From its colorful booth in the exhibit hall to its participation in the Digital Health Summit, UnitedHealth Group is making its presence known at the 2013 International CES.
The insurer is pushing a theme of behavior change and incentives to improve America’s troubled healthcare system – and, more importantly, the American patient. It’s a battle that Reed Tuckson, MD, UnitedHealth’s executive vice president and chief of medical affairs, says won’t be easy.
“We are now trying to turn a battleship around” to get the nation’s healthcare system to incentivize wellness and prevention,” he said during an “Inside the Digital Health Studio” session at the Digital Health Summit.
Tuckson’s message is, in his words, dire. The American healthcare system is facing ” a huge problem of a runaway freight train of costs,” with no means of funding the increase in Medicare, Medicaid and Social Security budgets to cover the nation’s increase in chronic diseases and aging-in-place residents and a projected decrease in healthcare providers.
Added to that, he said, are these statistics: 21 percent of Americans still smoke, with 1,000 kids a day becoming addicted to tobacco; and 26 percent of Americans say they get no exercise whatsoever.
(To add an international spin to the message, Tuckson pointed out that China’s estimated 100 million diabetic population is expected to grow to 300 million by 2020.)
Tuckson said he doesn’t believe in “magic bullets” or “a-ha moments” that will push the American healthcare system in the right direction. “There’s no one thing that’s going to get us out of this mess,” he said. Instead, he wants to “line up all the bullets and shoot them at the same time” – namely, align incentives for providers, use mHealth technology to change healthcare delivery models, and target behavioral change.
To that end, at the UnitedHealthcare booth in the exhibit hall, the company is showing off a new partnership with KONAMI Digital Entertainment to launch a classroom edition of KONAMI’s “DanceDanceRevolution” interactive video game. The so-called “exergame” is designed to enable as many as 48 students to participate at the same time, using wireless mat controllers embedded with a smart card that can track each student’s progress and chart information like steps, body mass index and caloric burn rate for teachers.
“’DanceDanceRevolution’ introduced a generation of young people to an innovative and fun approach to physical activity,” said Clara Baum, senior director of strategic marketing and partnerships for KONAMI, in a press release issued at CES announcing the partnership. “With the recent launch of our Classroom Edition and KONAMI’s collaboration with UnitedHealthcare, we see the healthy lifestyle benefits of expanding the active video games or ‘exergaming’ platform and making this fun, physical activity system available to as many people as possible.”
UnitedHealth and KONAMI have launched the program in three schools in Longwood and Gainesville, Fla., and Fresno, Texas. The project is also part of UnitedHealth’s “Activate for Kids” initiative, which is being launched in school systems in Florida, Georgia and Texas with the help of the United Health Foundation.

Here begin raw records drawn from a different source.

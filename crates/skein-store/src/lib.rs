//! Durable SQLite event store and the projector fold.
//!
//! The store is an append-only journal keyed by (stream_id, seq) with
//! per-stream monotonic sequence numbers assigned at append time. Replay is
//! a range scan in seq order; `head` is the high-water mark. All writes run
//! inside a transaction, so a failed append leaves the stream untouched.
//!
//! # SQLite durability settings
//! Applied at open: WAL, synchronous=FULL, wal_autocheckpoint=1000,
//! foreign_keys=ON. PRAGMA integrity_check runs at open; returns error if it
//! fails.
//!
//! Async callers share a store as `Arc<tokio::sync::Mutex<EventStore>>`; the
//! connection-level exclusivity plus one transaction per append gives the
//! single-writer-per-stream guarantee.

mod projector;
mod store;

pub use projector::Projector;
pub use store::{EventStore, ReplayOptions, StoreError};
async fn handle_server_frame(
    text: &str,
    ws: &mut WsStream,
    subs: &mut HashMap<String, SubState>,
    errors: &broadcast::Sender<ClientError>,
) {
    match decode_server(text) {
        Some(ServerMessage::Event { stream_id, event }) => {
            let Some(sub) = subs.get_mut(&stream_id) else {
                // Unknown subscription (e.g. cancelled mid-flight): drop.
                return;
            };
            if !accept_event(sub, event.seq) {
                return;
            }
            if sub.items.send(SubscriptionItem::Event(event)).await.is_err() {
                // Consumer dropped the iterator without cancelling.
                debug!(stream_id = %stream_id, "consumer gone, unsubscribing");
                subs.remove(&stream_id);
                let frame = encode(&ClientMessage::Unsubscribe { stream_id });
                let _ = ws.send(Message::Text(frame.into())).await;
            }
        }
        Some(ServerMessage::ReplayEnd {
            stream_id,
            last_replay_seq,
        }) => {
            let Some(sub) = subs.get_mut(&stream_id) else {
                return;
            };
            sub.live = true;
            sub.last_replay_seq = last_replay_seq;
            sub.last_confirmed_seq = sub.last_confirmed_seq.max(last_replay_seq);
            let marker = SubscriptionItem::Promoted {
                stream_id: stream_id.clone(),
                last_replay_seq,
            };
            if sub.items.send(marker).await.is_err() {
                subs.remove(&stream_id);
                let frame = encode(&ClientMessage::Unsubscribe { stream_id });
                let _ = ws.send(Message::Text(frame.into())).await;
            }
        }
        Some(ServerMessage::Ping {}) => {
            let frame = encode(&ClientMessage::Pong {});
            let _ = ws.send(Message::Text(frame.into())).await;
        }
        Some(ServerMessage::Error { code, message }) => {
            warn!(code = %code, message = %message, "server error frame");
            let _ = errors.send(ClientError::Server { code, message });
        }
        Some(ServerMessage::ServerHello { .. }) => {}
        None => debug!("undecodable server frame"),
    }
}
// skein-core: shared data model for the skein event transport and ledger.
//
// Everything here is plain data: stored events, the producer event
// vocabulary, canonical messages, and run records. No I/O lives in this
// crate; the store, server, client, and runtime crates all build on these
// types.

pub mod event;
pub mod ids;
pub mod message;
pub mod run;
pub mod time;

pub use event::{StoredEvent, StreamEvent};
pub use ids::{IdGenerator, SequentialGenerator, UlidGenerator};
pub use message::{CanonicalMessage, CanonicalPart, MessageMetadata, Role, SCHEMA_VERSION};
pub use run::{run_stream_id, RunRecord, RunStatus};
pub use time::now_rfc3339_millis;
use chrono::{SecondsFormat, Utc};

/// Current UTC time as RFC 3339 with millisecond precision, e.g.
/// `2026-03-01T12:00:00.123Z`. This is the only timestamp format persisted
/// or put on the wire.
pub fn now_rfc3339_millis() -> String {
    Utc::now().to_rfc3339_opts(SecondsFormat::Millis, true)
}
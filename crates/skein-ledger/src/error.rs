use thiserror::Error;

/// Error type for ledger operations.
#[derive(Debug, Error)]
pub enum LedgerError {
    #[error("run not found: {0}")]
    NotFound(String),
    #[error("invalid state: {0}")]
    InvalidState(String),
    #[error("invalid argument: {0}")]
    InvalidArgument(String),
    #[error("SQLite: {0}")]
    Sqlite(#[from] rusqlite::Error),
    #[error("Integrity check failed: {0}")]
    IntegrityCheckFailed(String),
    #[error("Invalid data: {0}")]
    InvalidData(String),
}
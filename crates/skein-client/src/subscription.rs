use skein_protocol::WireEvent;
use tokio::sync::mpsc;

/// One item of a subscription's lazy sequence.
#[derive(Debug, Clone, PartialEq)]
pub enum SubscriptionItem {
    /// A stored event, replayed or live, in strictly increasing seq order.
    Event(WireEvent),
    /// The replay -> live promotion for the current connection. Appears once
    /// per (re)connection, after the replay slice.
    Promoted {
        stream_id: String,
        last_replay_seq: u64,
    },
}

pub(crate) enum Command {
    Subscribe {
        stream_id: String,
        after_seq: u64,
        reply: tokio::sync::oneshot::Sender<Subscription>,
    },
    Cancel {
        stream_id: String,
    },
    Close,
}

/// A lazy sequence of subscription items.
///
/// Ends (yields `None`) when the subscription is cancelled, the client is
/// closed, or reconnection is exhausted; the reason is observable on the
/// client's error channel. Dropping the subscription cancels it.
pub struct Subscription {
    stream_id: String,
    items: mpsc::Receiver<SubscriptionItem>,
    commands: mpsc::UnboundedSender<Command>,
}

impl Subscription {
    pub(crate) fn new(
        stream_id: String,
        items: mpsc::Receiver<SubscriptionItem>,
        commands: mpsc::UnboundedSender<Command>,
    ) -> Self {
        Subscription {
            stream_id,
            items,
            commands,
        }
    }

    pub fn stream_id(&self) -> &str {
        &self.stream_id
    }

    /// Next item, waiting until one arrives or the sequence ends.
    pub async fn next(&mut self) -> Option<SubscriptionItem> {
        self.items.recv().await
    }

    /// Cancel this subscription; an `unsubscribe` goes out if the handshake
    /// is up. The sequence drains anything already queued, then ends.
    pub fn cancel(&self) {
        let _ = self.commands.send(Command::Cancel {
            stream_id: self.stream_id.clone(),
        });
    }
}

impl Drop for Subscription {
    fn drop(&mut self) {
        let _ = self.commands.send(Command::Cancel {
            stream_id: self.stream_id.clone(),
        });
    }
}
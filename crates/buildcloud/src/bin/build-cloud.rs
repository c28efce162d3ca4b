use buildcloud::build_cloud::{self, log_level, user_home, BuildCloudOpts, ScopedEnv};
use buildcloud::error::exit_code_for;
use buildcloud::logging::install_tracing;
use buildcloud::process::HostExec;
use clap::Parser;
use color_eyre::eyre::Report;

fn run() -> Result<(), Report> {
    let opts = BuildCloudOpts::parse();
    install_tracing(log_level(opts.verbose));
    color_eyre::install()?;

    let params = opts.resolve(user_home().as_deref())?;
    let (workspace, params) = build_cloud::prepare(params)?;
    let _juju_home = ScopedEnv::set("JUJU_HOME", workspace.host().juju_home.as_str());
    build_cloud::execute(&HostExec::default(), &workspace, &params)?;
    Ok(())
}

fn main() {
    if let Err(e) = run() {
        eprintln!("Error: {e:?}");
        std::process::exit(exit_code_for(&e));
    }
}
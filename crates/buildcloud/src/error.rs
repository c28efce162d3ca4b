//! Error taxonomy shared by both entry points.

use camino::Utf8PathBuf;

/// Exit code used for configuration/usage errors, matching clap.
pub const USAGE_EXIT_CODE: i32 = 2;

/// Errors surfaced by the build-cloud and scheduler workflows.
#[derive(Debug, thiserror::Error)]
pub enum Error {
    /// Required configuration is missing; raised before any side effect.
    #[error("{0}")]
    Config(String),

    /// The per-run working directory could not be created or populated.
    #[error("cannot prepare {path}: {message}")]
    Resource { path: Utf8PathBuf, message: String },

    /// Bringing up a juju environment failed. Teardown has already run.
    #[error("failed to bootstrap environment {model}")]
    Bootstrap {
        model: String,
        #[source]
        source: Box<Error>,
    },

    /// An external command exited nonzero.
    #[error("`{command}` exited with status {code}: {stderr}")]
    Process {
        code: i32,
        command: String,
        stderr: String,
    },

    /// A test plan could not be read as a YAML mapping.
    #[error("invalid test plan {path}: {message}")]
    Plan { path: Utf8PathBuf, message: String },

    /// The Jenkins server rejected or failed a request.
    #[error("job server request failed: {0}")]
    JobServer(String),

    #[error("{context}")]
    Io {
        context: String,
        #[source]
        source: std::io::Error,
    },
}

pub type Result<T, E = Error> = std::result::Result<T, E>;

impl Error {
    pub(crate) fn io(context: impl Into<String>) -> impl FnOnce(std::io::Error) -> Error {
        let context = context.into();
        move |source| Error::Io { context, source }
    }

    pub(crate) fn resource(path: impl Into<Utf8PathBuf>, message: impl ToString) -> Error {
        Error::Resource {
            path: path.into(),
            message: message.to_string(),
        }
    }

    /// The process exit code this error should produce.
    ///
    /// The exit code of a failed external command wins over a generic one.
    pub fn exit_code(&self) -> i32 {
        match self {
            Error::Process { code, .. } if *code != 0 => *code,
            Error::Bootstrap { source, .. } => source.exit_code(),
            Error::Config(_) => USAGE_EXIT_CODE,
            _ => 1,
        }
    }
}

/// Resolve an exit code for a top-level report.
pub fn exit_code_for(report: &color_eyre::Report) -> i32 {
    report
        .chain()
        .find_map(|e| e.downcast_ref::<Error>())
        .map(Error::exit_code)
        .unwrap_or(1)
}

The partnership is one of several wellness-based solutions on display at the UnitedHealth booth. This includes myHealthcare Cost Estimator, an online and mobile tool to help consumers estimate and compare healthcare costs; the Health4Me mobile app; the Senior Digital Journey program and the UnitedHealthcare Community Rewards program.
Brian Landwehr, director of innovation and research and development for UnitedHealth Group Information Technology, said gaming and gaming technology are new tools being brought to bear in the healthcare space, with the idea that fun and entertaining practices can affect behavior change and influence health and wellness goals.
Tuckson said healthcare has to “move beyond the rhetoric” and actually make changes. “Good ideas are only that – good ideas,” he pointed out.
He said he sees digital health as an important tool in healthcare, and one that should get more attention at the CES conference.